### RECORDS TO USE
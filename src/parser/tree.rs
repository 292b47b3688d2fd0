use serde::Serialize;
use std::fmt;

use super::{Location, Token};

/// Handle of a node inside a [`ParseTree`].
#[derive(Debug, Clone, Copy, PartialEq, Eq, Hash, PartialOrd, Ord)]
pub struct NodeId(usize);

#[derive(Debug, Clone, PartialEq, Eq)]
pub enum Child {
    Leaf(Token),
    Node(NodeId),
}

#[derive(Debug, Clone, PartialEq, Eq)]
pub struct ParseNode {
    /// Symbol index of the non-terminal in the grammar the tree was parsed with.
    pub symbol: usize,
    pub label: String,
    pub children: Vec<Child>,
}

/// Parse tree stored as an arena; the first node is the root.
#[derive(Debug, Clone, PartialEq, Eq)]
pub struct ParseTree {
    nodes: Vec<ParseNode>,
}

impl ParseTree {
    pub(crate) fn with_root(symbol: usize, label: &str) -> Self {
        Self {
            nodes: vec![ParseNode {
                symbol,
                label: label.to_string(),
                children: Vec::new(),
            }],
        }
    }

    pub fn root(&self) -> NodeId {
        NodeId(0)
    }

    pub fn node(&self, id: NodeId) -> &ParseNode {
        &self.nodes[id.0]
    }

    pub fn len(&self) -> usize {
        self.nodes.len()
    }

    pub fn is_empty(&self) -> bool {
        self.nodes.is_empty()
    }

    pub(crate) fn add_node(&mut self, parent: NodeId, symbol: usize, label: &str) -> NodeId {
        let id = NodeId(self.nodes.len());
        self.nodes.push(ParseNode {
            symbol,
            label: label.to_string(),
            children: Vec::new(),
        });
        self.nodes[parent.0].children.push(Child::Node(id));
        id
    }

    pub(crate) fn add_leaf(&mut self, parent: NodeId, token: Token) {
        self.nodes[parent.0].children.push(Child::Leaf(token));
    }

    /// Leaf tokens under `id`, left to right.
    pub fn leaves_of(&self, id: NodeId) -> Vec<&Token> {
        let mut ordered = Vec::new();
        self.collect_leaves(id, &mut ordered);
        ordered
    }

    fn collect_leaves<'a>(&'a self, id: NodeId, out: &mut Vec<&'a Token>) {
        for child in &self.node(id).children {
            match child {
                Child::Leaf(token) => out.push(token),
                Child::Node(child) => self.collect_leaves(*child, out),
            }
        }
    }

    pub fn leaves(&self) -> Vec<&Token> {
        self.leaves_of(self.root())
    }

    /// Location covering every leaf under `id`, `None` if it derived nothing.
    pub fn location(&self, id: NodeId) -> Option<Location> {
        self.leaves_of(id)
            .into_iter()
            .map(|token| token.location)
            .reduce(|a, b| a.merge(&b))
    }

    /// Concatenated text of every leaf under `id`.
    pub fn extract_literals(&self, id: NodeId) -> String {
        self.leaves_of(id)
            .into_iter()
            .map(|token| token.text.as_str())
            .collect()
    }

    fn fmt_node(&self, f: &mut fmt::Formatter<'_>, id: NodeId, level: usize) -> fmt::Result {
        for child in &self.node(id).children {
            match child {
                Child::Leaf(token) => {
                    writeln!(f, "{:indent$}{:?}", "", token.text, indent = level * 2)?
                }
                Child::Node(child) => {
                    let label = &self.node(*child).label;
                    writeln!(f, "{:indent$}{}", "", label, indent = level * 2)?;
                    self.fmt_node(f, *child, level + 1)?;
                }
            }
        }
        Ok(())
    }

    pub fn to_output(&self) -> NodeOutput {
        self.node_output(self.root())
    }

    fn node_output(&self, id: NodeId) -> NodeOutput {
        let node = self.node(id);
        NodeOutput {
            label: node.label.as_str(),
            children: node
                .children
                .iter()
                .map(|child| match child {
                    Child::Leaf(token) => ChildOutput::Leaf(token),
                    Child::Node(child) => ChildOutput::Node(self.node_output(*child)),
                })
                .collect(),
        }
    }
}

/// Prints the tree one symbol per line, children indented under their parent.
impl fmt::Display for ParseTree {
    fn fmt(&self, f: &mut fmt::Formatter<'_>) -> fmt::Result {
        writeln!(f, "{}", self.node(self.root()).label)?;
        self.fmt_node(f, self.root(), 1)
    }
}

/// Nested view of a [`ParseTree`] for serialization.
#[derive(Serialize)]
pub struct NodeOutput<'a> {
    label: &'a str,
    children: Vec<ChildOutput<'a>>,
}

#[derive(Serialize)]
#[serde(untagged)]
pub enum ChildOutput<'a> {
    Leaf(&'a Token),
    Node(NodeOutput<'a>),
}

### WHAT IS EXPECTED
A single number is requested: the count of lines in the data that hold "ChildOutput".

### ANSWER TO THE PROBLEM
4